Stress abbauen durch bewusstes Wahrnehmen
Mitgefühl bedeutet eben auch, sich öffnen, um das Besondere eines Moments wahrzunehmen, und mit Gefühl die Energie aufzunehmen, die dabei entsteht. Fühle ich den anderen und lasse zu, dass seine positive Energie mich „ansteckt“, erlebe ich einen Moment Leichtigkeit und Freude und sämtlicher Stress ist für diesen Moment verflogen. Je mehr solcher Momente du erlebst, desto größer wird dein Positiv- Puffer und je gelassener und resistenter wirst du in Bezug auf Stress.

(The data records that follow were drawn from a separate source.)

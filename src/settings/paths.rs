//! Filesystem locations for configuration and logs.

use std::env;
use std::path::PathBuf;

/// Resolve an XDG base directory from environment or default to `$HOME` + segments.
///
/// Inputs:
/// - `var`: Environment variable to check (e.g., `XDG_CONFIG_HOME`).
/// - `home_default`: Fallback path segments relative to `$HOME` if `var` is unset/empty.
///
/// Output: Resolved base directory path.
fn xdg_base_dir(var: &str, home_default: &[&str]) -> PathBuf {
    if let Ok(p) = env::var(var)
        && !p.trim().is_empty()
    {
        return PathBuf::from(p);
    }
    let home = env::var("HOME").unwrap_or_else(|_| ".".to_string());
    let mut base = PathBuf::from(home);
    for seg in home_default {
        base = base.join(seg);
    }
    base
}

/// Config directory: "$XDG_CONFIG_HOME/viewpipe" or "$HOME/.config/viewpipe" (not created).
pub fn config_dir() -> PathBuf {
    xdg_base_dir("XDG_CONFIG_HOME", &[".config"]).join("viewpipe")
}

/// Default settings file inside [`config_dir`].
pub fn settings_path() -> PathBuf {
    config_dir().join("viewpipe.conf")
}

/// Logs directory under config: "<config>/logs" (ensured to exist)
pub fn logs_dir() -> PathBuf {
    let dir = config_dir().join("logs");
    let _ = std::fs::create_dir_all(&dir);
    dir
}

#[cfg(test)]
mod tests {
    use super::*;

    #[test]
    /// What: Paths hang off the XDG config home when it is set.
    ///
    /// - Input: Current environment
    /// - Output: Settings and logs live below the config dir with the expected names
    fn paths_nest_under_config_dir() {
        let config = config_dir();
        assert!(config.ends_with("viewpipe"));
        assert_eq!(settings_path(), config.join("viewpipe.conf"));
        assert_eq!(xdg_base_dir("VIEWPIPE_TEST_UNSET_VAR", &["a", "b"]).file_name(), Some(std::ffi::OsStr::new("b")));
    }
}
//! Small shared helpers.

pub mod config;
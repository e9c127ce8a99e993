//! Declarative view configuration and its validation.

use std::collections::HashSet;
use std::time::Duration;

use crate::debounce::DEFAULT_DEBOUNCE;
use crate::error::ViewError;
use crate::logic::{Comparator, DiscreteFilter, EmptySearchPolicy, SortKey, TextField};

/// Default number of records shown before "load more".
pub const DEFAULT_WINDOW_SIZE: usize = 50;

/// Default capacity of the previous-filter-result cache.
pub const DEFAULT_FILTER_HISTORY: usize = 8;

/// What: Everything a view needs to know about its records and controls.
///
/// Inputs:
/// - Built with chained setters starting from [`ViewConfig::new`].
///
/// Output:
/// - Passed to `View::new`, which validates it through [`ViewConfig::resolve`].
///
/// Details:
/// - The first declared sort key is the default unless `default_sort_key` is set.
/// - `window_step` defaults to `initial_window_size`.
pub struct ViewConfig<T> {
    /// Fields searched by the text term.
    pub(crate) search_fields: Vec<TextField<T>>,
    /// Discrete filters.
    pub(crate) discrete_filters: Vec<DiscreteFilter<T>>,
    /// Selectable sort keys.
    pub(crate) sort_keys: Vec<SortKey<T>>,
    /// Explicit default sort key name.
    pub(crate) default_sort_key: Option<String>,
    /// Window size after construction and resets.
    pub(crate) initial_window_size: usize,
    /// Growth per "load more".
    pub(crate) window_step: Option<usize>,
    /// Debounce quiet period.
    pub(crate) debounce: Duration,
    /// Behaviour for an empty committed term.
    pub(crate) empty_search_policy: EmptySearchPolicy,
    /// Previous-filter-result cache capacity.
    pub(crate) filter_history: usize,
}

/// Validated configuration split into the parts a view owns.
pub(crate) struct ResolvedConfig<T> {
    /// Fields searched by the text term.
    pub search_fields: Vec<TextField<T>>,
    /// Discrete filters, all with defaults.
    pub discrete_filters: Vec<DiscreteFilter<T>>,
    /// Sort keys with comparators.
    pub sort_keys: Vec<(String, Comparator<T>)>,
    /// Index of the default sort key.
    pub default_sort: usize,
    /// Window size after construction and resets.
    pub initial_window_size: usize,
    /// Growth per "load more".
    pub window_step: usize,
    /// Debounce quiet period.
    pub debounce: Duration,
    /// Behaviour for an empty committed term.
    pub empty_search_policy: EmptySearchPolicy,
    /// Previous-filter-result cache capacity.
    pub filter_history: usize,
}

impl<T> ViewConfig<T> {
    /// Empty configuration with default window, debounce and policy.
    #[must_use]
    pub fn new() -> Self {
        Self {
            search_fields: Vec::new(),
            discrete_filters: Vec::new(),
            sort_keys: Vec::new(),
            default_sort_key: None,
            initial_window_size: DEFAULT_WINDOW_SIZE,
            window_step: None,
            debounce: DEFAULT_DEBOUNCE,
            empty_search_policy: EmptySearchPolicy::default(),
            filter_history: DEFAULT_FILTER_HISTORY,
        }
    }

    /// Add a searchable text field.
    #[must_use]
    pub fn search_field(
        mut self,
        name: impl Into<String>,
        get: impl Fn(&T) -> &str + Send + Sync + 'static,
    ) -> Self {
        self.search_fields.push(TextField::new(name, get));
        self
    }

    /// Add a discrete filter.
    #[must_use]
    pub fn discrete_filter(mut self, filter: DiscreteFilter<T>) -> Self {
        self.discrete_filters.push(filter);
        self
    }

    /// Add a sort key.
    #[must_use]
    pub fn sort_key(mut self, key: SortKey<T>) -> Self {
        self.sort_keys.push(key);
        self
    }

    /// Choose the sort key active after construction.
    #[must_use]
    pub fn default_sort_key(mut self, name: impl Into<String>) -> Self {
        self.default_sort_key = Some(name.into());
        self
    }

    /// Window size after construction and after every reset.
    #[must_use]
    pub const fn initial_window_size(mut self, size: usize) -> Self {
        self.initial_window_size = size;
        self
    }

    /// Growth per "load more".
    #[must_use]
    pub const fn window_step(mut self, step: usize) -> Self {
        self.window_step = Some(step);
        self
    }

    /// Debounce quiet period for typed search input.
    #[must_use]
    pub const fn debounce(mut self, delay: Duration) -> Self {
        self.debounce = delay;
        self
    }

    /// Behaviour while the committed term is empty.
    #[must_use]
    pub const fn empty_search_policy(mut self, policy: EmptySearchPolicy) -> Self {
        self.empty_search_policy = policy;
        self
    }

    /// Capacity of the previous-filter-result cache; 0 disables it.
    #[must_use]
    pub const fn filter_history(mut self, capacity: usize) -> Self {
        self.filter_history = capacity;
        self
    }

    /// Names of the declared sort keys, in declaration order.
    #[must_use]
    pub fn sort_key_names(&self) -> Vec<&str> {
        self.sort_keys.iter().map(SortKey::name).collect()
    }

    /// What: Validate and split the configuration.
    ///
    /// Inputs:
    /// - `self`: Configuration as declared by the caller
    ///
    /// Output:
    /// - `Ok(ResolvedConfig)` or `Err(ViewError::InvalidConfiguration)`.
    ///
    /// Details:
    /// - Rejects: zero window size or step, no sort keys, sort keys without a
    ///   comparator, filters without a default, duplicate names, and an unknown
    ///   default sort key. Nothing is silently defaulted.
    pub(crate) fn resolve(self) -> Result<ResolvedConfig<T>, ViewError> {
        if self.initial_window_size == 0 {
            return Err(ViewError::invalid("initial window size must be at least 1"));
        }
        if self.window_step == Some(0) {
            return Err(ViewError::invalid("window step must be at least 1"));
        }
        if self.sort_keys.is_empty() {
            return Err(ViewError::invalid("at least one sort key is required"));
        }

        let mut seen = HashSet::new();
        for filter in &self.discrete_filters {
            if filter.default_value().is_none() {
                return Err(ViewError::invalid(format!(
                    "filter \"{}\" has no default value",
                    filter.name()
                )));
            }
            if !seen.insert(filter.name().to_string()) {
                return Err(ViewError::invalid(format!(
                    "filter \"{}\" is declared twice",
                    filter.name()
                )));
            }
        }

        let mut sort_keys = Vec::with_capacity(self.sort_keys.len());
        for key in self.sort_keys {
            let (name, comparator) = key.into_parts();
            let Some(comparator) = comparator else {
                return Err(ViewError::invalid(format!(
                    "sort key \"{name}\" has no comparator"
                )));
            };
            if sort_keys.iter().any(|(existing, _)| existing == &name) {
                return Err(ViewError::invalid(format!(
                    "sort key \"{name}\" is declared twice"
                )));
            }
            sort_keys.push((name, comparator));
        }

        let default_sort = match &self.default_sort_key {
            None => 0,
            Some(wanted) => sort_keys
                .iter()
                .position(|(name, _)| name == wanted)
                .ok_or_else(|| {
                    ViewError::invalid(format!("default sort key \"{wanted}\" is not declared"))
                })?,
        };

        Ok(ResolvedConfig {
            search_fields: self.search_fields,
            discrete_filters: self.discrete_filters,
            sort_keys,
            default_sort,
            initial_window_size: self.initial_window_size,
            window_step: self.window_step.unwrap_or(self.initial_window_size),
            debounce: self.debounce,
            empty_search_policy: self.empty_search_policy,
            filter_history: self.filter_history,
        })
    }
}

impl<T> Default for ViewConfig<T> {
    fn default() -> Self {
        Self::new()
    }
}

impl<T> Clone for ViewConfig<T> {
    fn clone(&self) -> Self {
        Self {
            search_fields: self.search_fields.clone(),
            discrete_filters: self.discrete_filters.clone(),
            sort_keys: self.sort_keys.clone(),
            default_sort_key: self.default_sort_key.clone(),
            initial_window_size: self.initial_window_size,
            window_step: self.window_step,
            debounce: self.debounce,
            empty_search_policy: self.empty_search_policy,
            filter_history: self.filter_history,
        }
    }
}

impl<T> std::fmt::Debug for ViewConfig<T> {
    fn fmt(&self, f: &mut std::fmt::Formatter<'_>) -> std::fmt::Result {
        f.debug_struct("ViewConfig")
            .field("search_fields", &self.search_fields)
            .field("discrete_filters", &self.discrete_filters)
            .field("sort_keys", &self.sort_keys)
            .field("default_sort_key", &self.default_sort_key)
            .field("initial_window_size", &self.initial_window_size)
            .field("window_step", &self.window_step)
            .field("debounce", &self.debounce)
            .field("empty_search_policy", &self.empty_search_policy)
            .field("filter_history", &self.filter_history)
            .finish()
    }
}
//! User settings loaded from `viewpipe.conf`.
//!
//! The file is a flat list of `key = value` lines. Unknown keys and values that
//! fail to parse are ignored so a stale config never prevents startup.

pub mod paths;

use std::fs;
use std::path::Path;

use crate::datasets::DatasetKind;
use crate::logic::EmptySearchPolicy;
use crate::util::config::{parse_key_value, skip_comment_or_empty};

/// Default debounce delay in milliseconds.
pub const DEFAULT_DEBOUNCE_MS: u64 = 500;
/// Default page size for the visible window.
pub const DEFAULT_PAGE_SIZE: usize = 50;
/// Default number of earlier filter results kept for reuse.
pub const DEFAULT_FILTER_HISTORY: usize = 8;

/// What: Settings that shape the CLI view before command-line overrides apply.
///
/// Details:
/// - `count`, `empty_search`, and `sort` are optional because each dataset preset
///   carries its own defaults for them.
#[derive(Debug, Clone, PartialEq, Eq)]
pub struct Settings {
    /// Dataset to generate.
    pub dataset: DatasetKind,
    /// Number of records to generate; `None` uses the dataset default.
    pub count: Option<usize>,
    /// Quiet period before a typed search term is committed.
    pub debounce_ms: u64,
    /// Initial window size and growth step.
    pub page_size: usize,
    /// Override for the preset's empty-search behavior.
    pub empty_search: Option<EmptySearchPolicy>,
    /// Override for the preset's default sort key.
    pub sort: Option<String>,
    /// Capacity of the filter history cache.
    pub filter_history: usize,
}

impl Default for Settings {
    fn default() -> Self {
        Self {
            dataset: DatasetKind::default(),
            count: None,
            debounce_ms: DEFAULT_DEBOUNCE_MS,
            page_size: DEFAULT_PAGE_SIZE,
            empty_search: None,
            sort: None,
            filter_history: DEFAULT_FILTER_HISTORY,
        }
    }
}

/// What: Parse settings from the contents of a config file.
///
/// Inputs:
/// - `content`: Raw file text.
///
/// Output:
/// - `Settings` with recognized keys applied over the defaults.
///
/// Details:
/// - A `page_size` or `count` of zero is rejected and leaves the default in place.
pub fn parse_settings(content: &str) -> Settings {
    let mut out = Settings::default();
    for line in content.lines() {
        if skip_comment_or_empty(line) {
            continue;
        }
        let Some((key, val)) = parse_key_value(line) else {
            continue;
        };
        match key.as_str() {
            "dataset" => {
                if let Some(kind) = DatasetKind::from_config_key(&val) {
                    out.dataset = kind;
                }
            }
            "count" | "records" => {
                if let Ok(v) = val.parse::<usize>()
                    && v > 0
                {
                    out.count = Some(v);
                }
            }
            "debounce_ms" | "debounce" => {
                if let Ok(v) = val.parse::<u64>() {
                    out.debounce_ms = v;
                }
            }
            "page_size" | "window_size" => {
                if let Ok(v) = val.parse::<usize>()
                    && v > 0
                {
                    out.page_size = v;
                }
            }
            "empty_search" => {
                if let Some(policy) = EmptySearchPolicy::from_config_key(&val) {
                    out.empty_search = Some(policy);
                }
            }
            "sort" | "sort_key" => {
                if !val.is_empty() {
                    out.sort = Some(val);
                }
            }
            "filter_history" => {
                if let Ok(v) = val.parse::<usize>() {
                    out.filter_history = v;
                }
            }
            _ => {
                tracing::trace!(key = %key, "ignoring unknown settings key");
            }
        }
    }
    out
}

/// What: Load settings from an explicit path or the default config location.
///
/// Inputs:
/// - `explicit`: Path given with `--config`, if any.
///
/// Output:
/// - Parsed `Settings`, or defaults when the file is missing or unreadable.
///
/// Details:
/// - A missing explicit file is logged at warn level; a missing default file is not.
pub fn load_settings(explicit: Option<&Path>) -> Settings {
    let default_path = paths::settings_path();
    let path = explicit.unwrap_or(&default_path);
    match fs::read_to_string(path) {
        Ok(content) => {
            tracing::debug!(path = %path.display(), "loaded settings");
            parse_settings(&content)
        }
        Err(err) => {
            if explicit.is_some() {
                tracing::warn!(path = %path.display(), error = %err, "settings file unreadable; using defaults");
            }
            Settings::default()
        }
    }
}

Mitfühlen kann sich aber auch auf Situationen beziehen, die du erlebst, ohne mit einer Person in Kontakt zu gehen, zum Beispiel ein besonders schöner Moment im Park. Um dich herum die bunten Blumen, die Bäume strotzen vor Grün, der Himmel ist blau und wolkenlos und auf der Wiese liegen Pärchen, spielen Jugendlichen Fußball, Familien grillen und manch einer liegt neben seinem Fahrrad und sonnt sich. Nimmst du jetzt diesen Moment bewusst wahr, fühlst dich hinein in die sommerliche Atmosphäre, stoppt dein Stress-Karussell und du öffnest dich für all das Schöne, was dich umgibt, losgelöst von den vielen Dingen, die dich stressen. Du gewinnst Distanz. Und die Distanz hilft dir, deinen Stress mehr und mehr abzubauen.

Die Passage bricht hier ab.